Im Mariahilfkrankenhaus liegen 10 Verwundete, alles Männer, mit zum Teil schweren Verwundungen. Zwei Tote wurden ebenfalls dorthin gebracht und dem Leichenhaus des Elisabethkrankenhauses zugeführt; es sind ein Aachener Einwohner namens Walraven und ein Sonderbündler aus Duisburg. Von der Feuerwehr wurden ein Oberfeuerwehrmann durch einen Kopf- und einen Handschuß und ein Feuerwehrmann durch einen Kopfschuß verwundet; sie befinden sich im Mariahilfkrankenhaus.
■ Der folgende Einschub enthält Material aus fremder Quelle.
use crate::errors::GuessError;
use num_traits::ToPrimitive;
use std::cmp::Ordering;
use std::fmt::{self, Debug, Display, Formatter};

/// A single cell of the dataset.
///
/// `Integer` and `Float` are numeric and compare with each other by value, so `3 == 3.0`.
/// `Categorical` values only compare with other categorical values.
#[derive(Clone, Debug)]
pub enum FeatureValue {
    Integer(i64),
    Float(f64),
    Categorical(String),
}

impl FeatureValue {
    pub fn is_numeric(&self) -> bool {
        !matches!(self, FeatureValue::Categorical(_))
    }

    pub fn as_f64(&self) -> Option<f64> {
        match self {
            FeatureValue::Integer(value) => value.to_f64(),
            FeatureValue::Float(value) => Some(*value),
            FeatureValue::Categorical(_) => None,
        }
    }

    /// Ordering used to sort the distinct values of a column.
    ///
    /// Numeric values come first in ascending order, followed by categorical values in
    /// lexicographic order.
    pub fn total_cmp(&self, other: &Self) -> Ordering {
        match (self, other) {
            (FeatureValue::Integer(a), FeatureValue::Integer(b)) => a.cmp(b),
            (FeatureValue::Categorical(a), FeatureValue::Categorical(b)) => a.cmp(b),
            (FeatureValue::Categorical(_), _) => Ordering::Greater,
            (_, FeatureValue::Categorical(_)) => Ordering::Less,
            _ => match (self.as_f64(), other.as_f64()) {
                (Some(a), Some(b)) => a.total_cmp(&b),
                _ => Ordering::Equal,
            },
        }
    }
}

impl PartialEq for FeatureValue {
    fn eq(&self, other: &Self) -> bool {
        match (self, other) {
            (FeatureValue::Integer(a), FeatureValue::Integer(b)) => a == b,
            (FeatureValue::Categorical(a), FeatureValue::Categorical(b)) => a == b,
            (FeatureValue::Categorical(_), _) | (_, FeatureValue::Categorical(_)) => false,
            _ => self.as_f64() == other.as_f64(),
        }
    }
}

impl PartialOrd for FeatureValue {
    fn partial_cmp(&self, other: &Self) -> Option<Ordering> {
        match (self, other) {
            (FeatureValue::Integer(a), FeatureValue::Integer(b)) => a.partial_cmp(b),
            (FeatureValue::Categorical(a), FeatureValue::Categorical(b)) => a.partial_cmp(b),
            (FeatureValue::Categorical(_), _) | (_, FeatureValue::Categorical(_)) => None,
            _ => self.as_f64()?.partial_cmp(&other.as_f64()?),
        }
    }
}

impl Display for FeatureValue {
    fn fmt(&self, f: &mut Formatter<'_>) -> fmt::Result {
        match self {
            FeatureValue::Integer(value) => write!(f, "{}", value),
            FeatureValue::Float(value) => write!(f, "{}", value),
            FeatureValue::Categorical(value) => write!(f, "{}", value),
        }
    }
}

impl From<i64> for FeatureValue {
    fn from(value: i64) -> Self {
        FeatureValue::Integer(value)
    }
}

impl From<i32> for FeatureValue {
    fn from(value: i32) -> Self {
        FeatureValue::Integer(value.into())
    }
}

impl From<f64> for FeatureValue {
    fn from(value: f64) -> Self {
        FeatureValue::Float(value)
    }
}

impl From<&str> for FeatureValue {
    fn from(value: &str) -> Self {
        FeatureValue::Categorical(value.to_string())
    }
}

impl From<String> for FeatureValue {
    fn from(value: String) -> Self {
        FeatureValue::Categorical(value)
    }
}

/// Feature values followed by the label.
#[derive(Clone, Debug, PartialEq)]
pub struct Row {
    features: Vec<FeatureValue>,
    label: FeatureValue,
}

impl Row {
    pub fn new(features: Vec<FeatureValue>, label: FeatureValue) -> Self {
        Self { features, label }
    }

    /// Builds a row from raw values, the last one being the label.
    ///
    /// # Errors
    ///
    /// Returns [`GuessError::TooFewColumns`] if there is no feature in front of the label.
    pub fn from_values(mut values: Vec<FeatureValue>) -> Result<Self, GuessError> {
        if values.len() < 2 {
            return Err(GuessError::TooFewColumns(values.len()));
        }
        let label = values.pop().ok_or(GuessError::TooFewColumns(0))?;
        Ok(Self::new(values, label))
    }

    pub fn features(&self) -> &[FeatureValue] {
        &self.features
    }

    pub fn feature(&self, index: usize) -> Option<&FeatureValue> {
        self.features.get(index)
    }

    pub fn label(&self) -> &FeatureValue {
        &self.label
    }

    /// Number of values including the label.
    pub fn len(&self) -> usize {
        self.features.len() + 1
    }

    pub fn is_empty(&self) -> bool {
        false
    }
}

/// Labels of the given rows, one entry per row, in row order.
pub fn class_counts<'a>(rows: &[&'a Row]) -> Vec<&'a FeatureValue> {
    rows.iter().map(|row| row.label()).collect()
}

/// Non-empty, rectangular collection of rows.
pub struct Dataset {
    rows: Vec<Row>,
    feature_names: Vec<String>,
}

impl Debug for Dataset {
    fn fmt(&self, f: &mut Formatter<'_>) -> fmt::Result {
        write!(f, "Dataset {{\n    features: [")?;
        for name in &self.feature_names {
            write!(f, "{}, ", name)?;
        }
        write!(f, "],\n    rows: [\n")?;

        for row in &self.rows {
            write!(f, "        [")?;
            for value in row.features() {
                write!(f, "{}, ", value)?;
            }
            writeln!(f, "=> {}],", row.label())?;
        }

        write!(f, "    ]\n}}")
    }
}

impl Dataset {
    /// Creates a dataset whose feature columns are named `column 0`, `column 1`, ...
    ///
    /// # Errors
    ///
    /// Returns an error if there are no rows or the rows differ in length.
    pub fn new(rows: Vec<Row>) -> Result<Self, GuessError> {
        let n_features = Self::validate(&rows)?;
        let feature_names = (0..n_features).map(|i| format!("column {}", i)).collect();
        Ok(Self {
            rows,
            feature_names,
        })
    }

    /// Creates a dataset with explicit feature column names.
    ///
    /// # Errors
    ///
    /// Same as [`Dataset::new`], and additionally if the number of names doesn't match the
    /// number of feature columns.
    pub fn with_feature_names(
        rows: Vec<Row>,
        feature_names: Vec<String>,
    ) -> Result<Self, GuessError> {
        let n_features = Self::validate(&rows)?;
        if feature_names.len() != n_features {
            return Err(GuessError::FeatureNamesMismatch {
                names: feature_names.len(),
                features: n_features,
            });
        }
        Ok(Self {
            rows,
            feature_names,
        })
    }

    fn validate(rows: &[Row]) -> Result<usize, GuessError> {
        let first = rows.first().ok_or(GuessError::EmptyDataset)?;
        let expected = first.len();
        if expected < 2 {
            return Err(GuessError::TooFewColumns(expected));
        }
        if let Some((index, row)) = rows
            .iter()
            .enumerate()
            .find(|(_, row)| row.len() != expected)
        {
            return Err(GuessError::RaggedRow {
                row: index,
                expected,
                found: row.len(),
            });
        }
        Ok(expected - 1)
    }

    pub fn rows(&self) -> &[Row] {
        &self.rows
    }

    pub fn row_refs(&self) -> Vec<&Row> {
        self.rows.iter().collect()
    }

    pub fn feature_names(&self) -> &[String] {
        &self.feature_names
    }

    pub fn n_features(&self) -> usize {
        self.feature_names.len()
    }

    pub fn nrows(&self) -> usize {
        self.rows.len()
    }
}

#[cfg(test)]
mod tests {
    use super::*;

    fn fruit_rows() -> Vec<Row> {
        vec![
            Row::new(vec!["red".into(), 3.into()], "Apple".into()),
            Row::new(vec!["yellow".into(), 3.into()], "Apple".into()),
            Row::new(vec!["red".into(), 1.into()], "Grape".into()),
        ]
    }

    #[test]
    fn test_numeric_values_compare_across_kinds() {
        assert_eq!(FeatureValue::Integer(3), FeatureValue::Float(3.0));
        assert!(FeatureValue::Float(3.5) >= FeatureValue::Integer(3));
        assert_ne!(FeatureValue::from("3"), FeatureValue::Integer(3));
        assert_eq!(
            FeatureValue::from("3").partial_cmp(&FeatureValue::Integer(3)),
            None
        );
    }

    #[test]
    fn test_total_cmp_sorts_numbers_before_categories() {
        let mut values: Vec<FeatureValue> = vec![
            "b".into(),
            10.into(),
            "a".into(),
            2.5.into(),
            (-1).into(),
        ];
        values.sort_by(|a, b| a.total_cmp(b));
        let rendered: Vec<_> = values.iter().map(|v| v.to_string()).collect();
        assert_eq!(rendered, vec!["-1", "2.5", "10", "a", "b"]);
    }

    #[test]
    fn test_row_from_values() {
        let row = Row::from_values(vec!["red".into(), 3.into(), "Apple".into()]).unwrap();
        assert_eq!(row.features().len(), 2);
        assert_eq!(row.label(), &FeatureValue::from("Apple"));
        assert_eq!(row.len(), 3);
        assert_eq!(row.feature(1), Some(&FeatureValue::Integer(3)));
        assert_eq!(row.feature(2), None);
    }

    #[test]
    fn test_row_from_values_needs_a_feature() {
        let result = Row::from_values(vec!["Apple".into()]);
        assert!(matches!(result, Err(GuessError::TooFewColumns(1))));
    }

    #[test]
    fn test_dataset_new() {
        let dataset = Dataset::new(fruit_rows()).unwrap();
        assert_eq!(dataset.nrows(), 3);
        assert_eq!(dataset.n_features(), 2);
        assert_eq!(dataset.feature_names(), &["column 0", "column 1"]);
    }

    #[test]
    fn test_dataset_empty() {
        assert!(matches!(
            Dataset::new(Vec::new()),
            Err(GuessError::EmptyDataset)
        ));
    }

    #[test]
    fn test_dataset_ragged() {
        let mut rows = fruit_rows();
        rows.push(Row::new(vec!["green".into()], "Lime".into()));
        match Dataset::new(rows) {
            Err(GuessError::RaggedRow {
                row,
                expected,
                found,
            }) => {
                assert_eq!(row, 3);
                assert_eq!(expected, 3);
                assert_eq!(found, 2);
            }
            other => panic!("unexpected result: {:?}", other),
        }
    }

    #[test]
    fn test_dataset_feature_names_mismatch() {
        let result = Dataset::with_feature_names(fruit_rows(), vec!["color".to_string()]);
        assert!(matches!(
            result,
            Err(GuessError::FeatureNamesMismatch {
                names: 1,
                features: 2
            })
        ));
    }

    #[test]
    fn test_class_counts_keeps_row_order() {
        let rows = fruit_rows();
        let refs: Vec<&Row> = rows.iter().collect();
        let counts = class_counts(&refs);
        let rendered: Vec<_> = counts.iter().map(|v| v.to_string()).collect();
        assert_eq!(rendered, vec!["Apple", "Apple", "Grape"]);
    }

    #[test]
    fn test_dataset_formatting() {
        let dataset = Dataset::with_feature_names(
            fruit_rows(),
            vec!["color".to_string(), "diameter".to_string()],
        )
        .unwrap();

        let expected_str = "\
Dataset {
    features: [color, diameter, ],
    rows: [
        [red, 3, => Apple],
        [yellow, 3, => Apple],
        [red, 1, => Grape],
    ]
}";

        assert_eq!(format!("{:?}", dataset), expected_str);
    }
}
Bis zum Schlusse unseres Blattes hatten sich noch nicht alle Feuerwehrleute wieder zurückgemeldet.

Ins Marienhospital (Burtscheid) wurden drei, zum Teil Schwerverletzte gebracht, einer hat einen Lungenschuß, einer einen Schulterschuß und einer einen Oberschenkelschuß. Es ist ein 15-jähriger Junge unter den Verletzten; es sind alles Unbeteiligte.

Wie wir weiter hören, wurde bei der Erstürmung des Rathauses der Sohn der in der vorigen Woche von den Separatisten getöteten Frau Küpper erschossen.